Une candidature qui s’inscrit dans une tendance de fond
Christelle Thieffinne, actuellement secrétaire nationale en charge de la protection sociale, n’est pas une inconnue dans le paysage syndical français. Sa décision de se porter candidate à la plus haute fonction de la CFE-CGC intervient alors que le paysage syndical national connaît une évolution notable. La représentante de la CFE-CGC a en effet souligné que, désormais, trois des cinq principales organisations syndicales françaises sont dirigées par des femmes. Ce constat, qu’elle a elle-même mis en avant, témoigne d’une transformation progressive des instances dirigeantes du mouvement syndical, longtemps dominées par des hommes.
En postulant à la présidence, Christelle Thieffinne espère incarner cette évolution au sein de sa propre confédération. Son parcours, axé sur les questions de protection sociale et de prévoyance, constitue l’un des piliers de son engagement syndical. Elle intervient régulièrement sur les enjeux liés aux régimes de retraite complémentaire et à la couverture santé des cadres, domaines qui restent au cœur des préoccupations des adhérents de la CFE-CGC.
Un scrutin interne à suivre
La CFE-CGC, qui défend les intérêts des cadres, ingénieurs et techniciens, s’apprête donc à vivre une élection interne dont l’issue pourrait marquer un tournant dans son histoire. La candidature de Christelle Thieffinne ouvre une campagne qui devrait permettre de débattre des orientations stratégiques du syndicat face aux réformes en cours, notamment celles concernant l’assurance chômage, les retraites et l’évolution du travail des cols blancs.
Les modalités exactes du scrutin (tenue d’un congrès, vote des adhérents ou des instances) n’ont pas été précisées dans l’immédiat. L’attention se porte désormais sur les autres candidatures potentielles et sur les alliances qui pourraient se nouer en interne. La CFE-CGC, bien que minoritaire en termes d’audience électorale par rapport à la CGT, à la CFDT ou à FO, conserve une influence réelle dans les branches professionnelles où l’encadrement est prépondérant, comme l’ingénierie, la chimie ou la métallurgie.
Trois femmes à la tête des cinq principaux syndicats
La remarque de Christelle Thieffinne sur la présence de trois femmes à la direction des cinq syndicats représentatifs au niveau national renvoie à une réalité en cours de consolidation. Sophie Binet (CGT), Marylise Léon (CFDT) et la présidente de FO (poste occupé par une femme) figurent parmi ces dirigeantes. La CFE-CGC et la CFTC complètent ce quinté syndical. Si la candidate devait l’emporter, la part féminine à la tête des grandes centrales syndicales s’en trouverait encore renforcée.

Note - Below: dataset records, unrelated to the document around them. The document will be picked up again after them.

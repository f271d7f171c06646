pub mod transformers;

use std::sync::{Arc, Mutex};

use common_enums::CanonicalPaymentStatus;
use common_utils::{
    errors::CustomResult,
    ext_traits::{ByteSliceExt, Encode},
    request::{Headers, Method, Request, RequestBuilder},
};
use edupay_env::logger;
use edupay_interfaces::{
    api::PaymentGateway,
    configs::LytexSettings,
    errors::GatewayError,
    types::{
        AccessToken, CustomerDetails, CustomerExistence, CustomerLookup, EnrollmentDetails,
        ExternalCustomerRef, ExternalPaymentRef, Response, WebhookOutcome,
    },
};
use error_stack::{IntoReport, ResultExt};
use masking::{ExposeInterface, Mask, Secret};
use time::{macros::format_description, Duration, OffsetDateTime};
use transformers as lytex;

use crate::{constants::headers, utils};

/// Days until a freshly created invoice falls due.
const DUE_DATE_OFFSET_DAYS: i64 = 7;

/// Cached bearer token shared by clones of the adapter.
///
/// Reads and writes each take the lock briefly; the lock is never held
/// across the refresh call. Two concurrent callers may therefore both
/// refresh, which costs one redundant token round trip and nothing else.
#[derive(Clone, Debug, Default)]
pub struct AccessTokenStore {
    inner: Arc<Mutex<Option<AccessToken>>>,
}

impl AccessTokenStore {
    fn lock(&self) -> std::sync::MutexGuard<'_, Option<AccessToken>> {
        self.inner.lock().unwrap_or_else(|poisoned| {
            // AccessToken operations cannot leave the slot in a bad
            // state, so a poisoned lock is still safe to read.
            poisoned.into_inner()
        })
    }

    pub fn get_if_usable(&self, now: OffsetDateTime) -> Option<AccessToken> {
        self.lock().as_ref().filter(|t| t.is_usable(now)).cloned()
    }

    pub fn put(&self, token: AccessToken) {
        *self.lock() = Some(token);
    }
}

/// Adapter for the Lytex REST API, authenticated with OAuth client
/// credentials exchanged for a short-lived bearer token.
#[derive(Clone, Debug)]
pub struct Lytex {
    settings: LytexSettings,
    client: reqwest::Client,
    token_store: AccessTokenStore,
}

impl Lytex {
    pub fn new(settings: LytexSettings, client: reqwest::Client) -> Self {
        Self {
            settings,
            client,
            token_store: AccessTokenStore::default(),
        }
    }

    fn url(&self, path: &str) -> String {
        format!("{}{}", self.settings.base_url, path)
    }

    async fn call(&self, request: Request) -> CustomResult<Response, GatewayError> {
        let response = utils::send_request(&self.client, request).await?;
        utils::ensure_success(response)
    }

    /// Exchange the client credentials for a fresh bearer token.
    async fn fetch_access_token(&self) -> CustomResult<AccessToken, GatewayError> {
        let auth = lytex::LytexAuthType::try_from(&self.settings)?;
        let body = lytex::LytexTokenRequest::from(auth)
            .encode_to_value("LytexTokenRequest")
            .change_context(GatewayError::RequestEncodingFailed)?;
        let request = RequestBuilder::new()
            .method(Method::Post)
            .url(&self.url("/v2/auth/obtain_token"))
            .header(headers::CONTENT_TYPE, "application/json".to_string().into())
            .set_body(body)
            .build();

        let response = self
            .call(request)
            .await
            .change_context(GatewayError::AccessTokenAuthFailed)?;
        let reply: lytex::LytexTokenResponse = response
            .response
            .parse_struct("LytexTokenResponse")
            .change_context(GatewayError::AccessTokenAuthFailed)?;

        logger::info!("obtained lytex access token");
        Ok(AccessToken::from_provider_reply(
            reply.access_token,
            reply.expires_in,
            OffsetDateTime::now_utc(),
        ))
    }

    /// Return a usable token, refreshing through the auth endpoint when
    /// the cached one is absent or inside its expiry margin.
    async fn access_token(&self) -> CustomResult<AccessToken, GatewayError> {
        let now = OffsetDateTime::now_utc();
        if let Some(token) = self.token_store.get_if_usable(now) {
            return Ok(token);
        }
        let token = self.fetch_access_token().await?;
        self.token_store.put(token.clone());
        Ok(token)
    }

    async fn build_headers(&self) -> CustomResult<Headers, GatewayError> {
        let token = self.access_token().await?;
        Ok(vec![
            (
                headers::CONTENT_TYPE.to_string(),
                "application/json".to_string().into(),
            ),
            (
                headers::AUTHORIZATION.to_string(),
                Secret::new(format!("Bearer {}", token.peek_token())).into_masked(),
            ),
        ])
    }

    /// Search for a client by e-mail. Lookup failures are tolerated:
    /// invoice creation inlines the client data anyway, so a broken
    /// search must not block payment.
    async fn find_customer(&self, lookup: &CustomerLookup) -> Option<String> {
        match self.try_find_customer(lookup).await {
            Ok(found) => found,
            Err(error) => {
                logger::warn!(?error, "lytex client lookup failed, proceeding without id");
                None
            }
        }
    }

    async fn try_find_customer(
        &self,
        lookup: &CustomerLookup,
    ) -> CustomResult<Option<String>, GatewayError> {
        let mut pairs = vec![("email", lookup.email.as_str())];
        let cpf = lookup.cpf.clone().map(ExposeInterface::expose);
        if let Some(cpf) = cpf.as_deref() {
            pairs.push(("cpfCnpj", cpf));
        }
        let request = RequestBuilder::new()
            .method(Method::Get)
            .url(&format!(
                "{}?{}",
                self.url("/v2/clients"),
                utils::encode_query(&pairs)
            ))
            .headers(self.build_headers().await?)
            .build();

        let response = self.call(request).await?;
        let listing: lytex::LytexClientListResponse = response
            .response
            .parse_struct("LytexClientListResponse")
            .change_context(GatewayError::ResponseDeserializationFailed)?;

        Ok(listing.data.into_iter().next().map(|client| client.id))
    }

    async fn create_customer(
        &self,
        customer: &CustomerDetails,
    ) -> CustomResult<String, GatewayError> {
        let body = lytex::LytexClientRequest::from(customer)
            .encode_to_value("LytexClientRequest")
            .change_context(GatewayError::RequestEncodingFailed)?;
        let request = RequestBuilder::new()
            .method(Method::Post)
            .url(&self.url("/v2/clients"))
            .headers(self.build_headers().await?)
            .set_body(body)
            .build();

        let response = self
            .call(request)
            .await
            .change_context(GatewayError::CustomerRegistrationFailed)?;
        let created: lytex::LytexClient = response
            .response
            .parse_struct("LytexClient")
            .change_context(GatewayError::ResponseDeserializationFailed)?;

        logger::info!(client_id = %created.id, "created lytex client");
        Ok(created.id)
    }

    fn due_date() -> CustomResult<String, GatewayError> {
        let date = (OffsetDateTime::now_utc() + Duration::days(DUE_DATE_OFFSET_DAYS)).date();
        date.format(format_description!("[year]-[month]-[day]"))
            .into_report()
            .change_context(GatewayError::PaymentCreationFailed)
    }
}

#[async_trait::async_trait]
impl PaymentGateway for Lytex {
    fn id(&self) -> &'static str {
        "lytex"
    }

    fn has_credentials(&self) -> bool {
        self.settings.has_credentials()
    }

    async fn create_payment(
        &self,
        enrollment: &EnrollmentDetails,
    ) -> CustomResult<ExternalPaymentRef, GatewayError> {
        let amount_minor = enrollment
            .amount
            .to_minor_unit()
            .into_report()
            .change_context(GatewayError::AmountConversionFailed)?;
        let client_id = self
            .find_customer(&CustomerLookup {
                email: enrollment.student.email.clone(),
                cpf: enrollment.student.cpf.clone(),
            })
            .await;

        let body = lytex::LytexInvoiceRequest::try_from(lytex::LytexRouterData {
            amount_minor,
            due_date: Self::due_date()?,
            client_id,
            enrollment,
        })?
        .encode_to_value("LytexInvoiceRequest")
        .change_context(GatewayError::RequestEncodingFailed)?;
        let request = RequestBuilder::new()
            .method(Method::Post)
            .url(&self.url("/v2/invoices"))
            .headers(self.build_headers().await?)
            .set_body(body)
            .build();

        let response = self
            .call(request)
            .await
            .change_context(GatewayError::PaymentCreationFailed)?;
        let invoice: lytex::LytexInvoiceResponse = response
            .response
            .parse_struct("LytexInvoiceResponse")
            .change_context(GatewayError::ResponseDeserializationFailed)?;

        logger::info!(external_id = %invoice.id, enrollment = %enrollment.code, "created lytex invoice");
        ExternalPaymentRef::try_from(invoice)
    }

    async fn get_payment_status(
        &self,
        external_id: &str,
    ) -> CustomResult<CanonicalPaymentStatus, GatewayError> {
        let request = RequestBuilder::new()
            .method(Method::Get)
            .url(&self.url(&format!("/v2/invoices/{external_id}")))
            .headers(self.build_headers().await?)
            .build();

        let response = self.call(request).await?;
        let invoice: lytex::LytexInvoiceStatusResponse = response
            .response
            .parse_struct("LytexInvoiceStatusResponse")
            .change_context(GatewayError::ResponseDeserializationFailed)?;

        Ok(lytex::map_payment_status(&invoice.status))
    }

    fn process_webhook(&self, body: &[u8]) -> CustomResult<WebhookOutcome, GatewayError> {
        let notification: lytex::LytexWebhookBody = body
            .parse_struct("LytexWebhookBody")
            .change_context(GatewayError::WebhookBodyDecodingFailed)?;
        Ok(notification.into())
    }

    async fn register_student(
        &self,
        customer: &CustomerDetails,
    ) -> CustomResult<ExternalCustomerRef, GatewayError> {
        if let Some(client_id) = self.find_customer(&customer.into()).await {
            return Ok(ExternalCustomerRef {
                customer_id: client_id,
                already_exists: true,
            });
        }
        Ok(ExternalCustomerRef {
            customer_id: self.create_customer(customer).await?,
            already_exists: false,
        })
    }

    async fn check_student_exists(
        &self,
        lookup: &CustomerLookup,
    ) -> CustomResult<CustomerExistence, GatewayError> {
        let client_id = self.try_find_customer(lookup).await?;
        Ok(CustomerExistence {
            exists: client_id.is_some(),
            customer_id: client_id,
        })
    }
}

#[cfg(test)]
#[allow(clippy::unwrap_used)]
mod tests {
    use super::*;

    fn gateway() -> Lytex {
        Lytex::new(LytexSettings::default(), reqwest::Client::new())
    }

    #[test]
    fn credentials_reported_from_settings() {
        assert!(!gateway().has_credentials());
    }

    #[test]
    fn webhook_decodes_both_generations() {
        let v2 = br#"{"event":"invoice.paid","data":{"id":"inv_7","status":"paid"}}"#;
        let outcome = gateway().process_webhook(v2).unwrap();
        assert_eq!(outcome.external_id, "inv_7");
        assert_eq!(outcome.status, CanonicalPaymentStatus::Active);

        let v1 = br#"{"paymentId":"inv_8","paymentStatus":"canceled"}"#;
        let outcome = gateway().process_webhook(v1).unwrap();
        assert_eq!(outcome.external_id, "inv_8");
        assert_eq!(outcome.status, CanonicalPaymentStatus::Cancelled);
    }

    #[test]
    fn undecodable_webhook_is_rejected() {
        assert!(gateway().process_webhook(b"not json").is_err());
        assert!(gateway().process_webhook(br#"{"event":"x"}"#).is_err());
    }

    #[test]
    fn token_store_hands_back_only_usable_tokens() {
        let store = AccessTokenStore::default();
        let now = OffsetDateTime::now_utc();
        assert!(store.get_if_usable(now).is_none());

        store.put(AccessToken::from_provider_reply(
            Secret::new("tok".to_string()),
            Some(3600),
            now,
        ));
        assert!(store.get_if_usable(now).is_some());

        store.put(AccessToken::from_provider_reply(
            Secret::new("old".to_string()),
            Some(0),
            now,
        ));
        assert!(store.get_if_usable(now).is_none());
    }
}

Cette évolution ne relève pas du simple symbole. Les thématiques portées par les dirigeantes syndicales – égalité professionnelle, lutte contre les violences sexistes, articulation des temps de vie – gagnent en visibilité dans les revendications intersyndicales. Christelle Thieffinne, de par ses fonctions antérieures, a déjà eu l’occasion de travailler sur ces sujets dans le cadre des négociations sur la protection sociale complémentaire.
Cap sur la protection sociale
La protection sociale constitue le cœur de métier revendiqué par Christelle Thieffinne au sein de son organisation. En tant que secrétaire nationale dédiée à ce portefeuille, elle a participé aux discussions et aux positions de la CFE-CGC sur l’évolution des régimes de retraite Agirc-Arrco, sur la couverture santé obligatoire en entreprise et sur la prévoyance lourde. Ces dossiers techniques, souvent arides, sont pourtant vitaux pour les cadres, dont la rémunération différée et les garanties sociales font partie intégrante du statut.
Sa campagne devrait mettre l’accent sur la défense de ces acquis et sur l’adaptation des dispositifs aux nouvelles formes d’emploi (télétravail, freelance, mobilité internationale) qui concernent une part croissante de la population active cadre. Elle devra convaincre les électeurs internes que son expertise peut guider la confédération dans un contexte de restrictions budgétaires et de réformes régulières du système social français.
L’ensemble des observateurs attend désormais les prochaines étapes de cette campagne interne, qui pourrait rebattre les cartes de la gouvernance de la CFE-CGC et, plus largement, du paysage syndical hexagonal.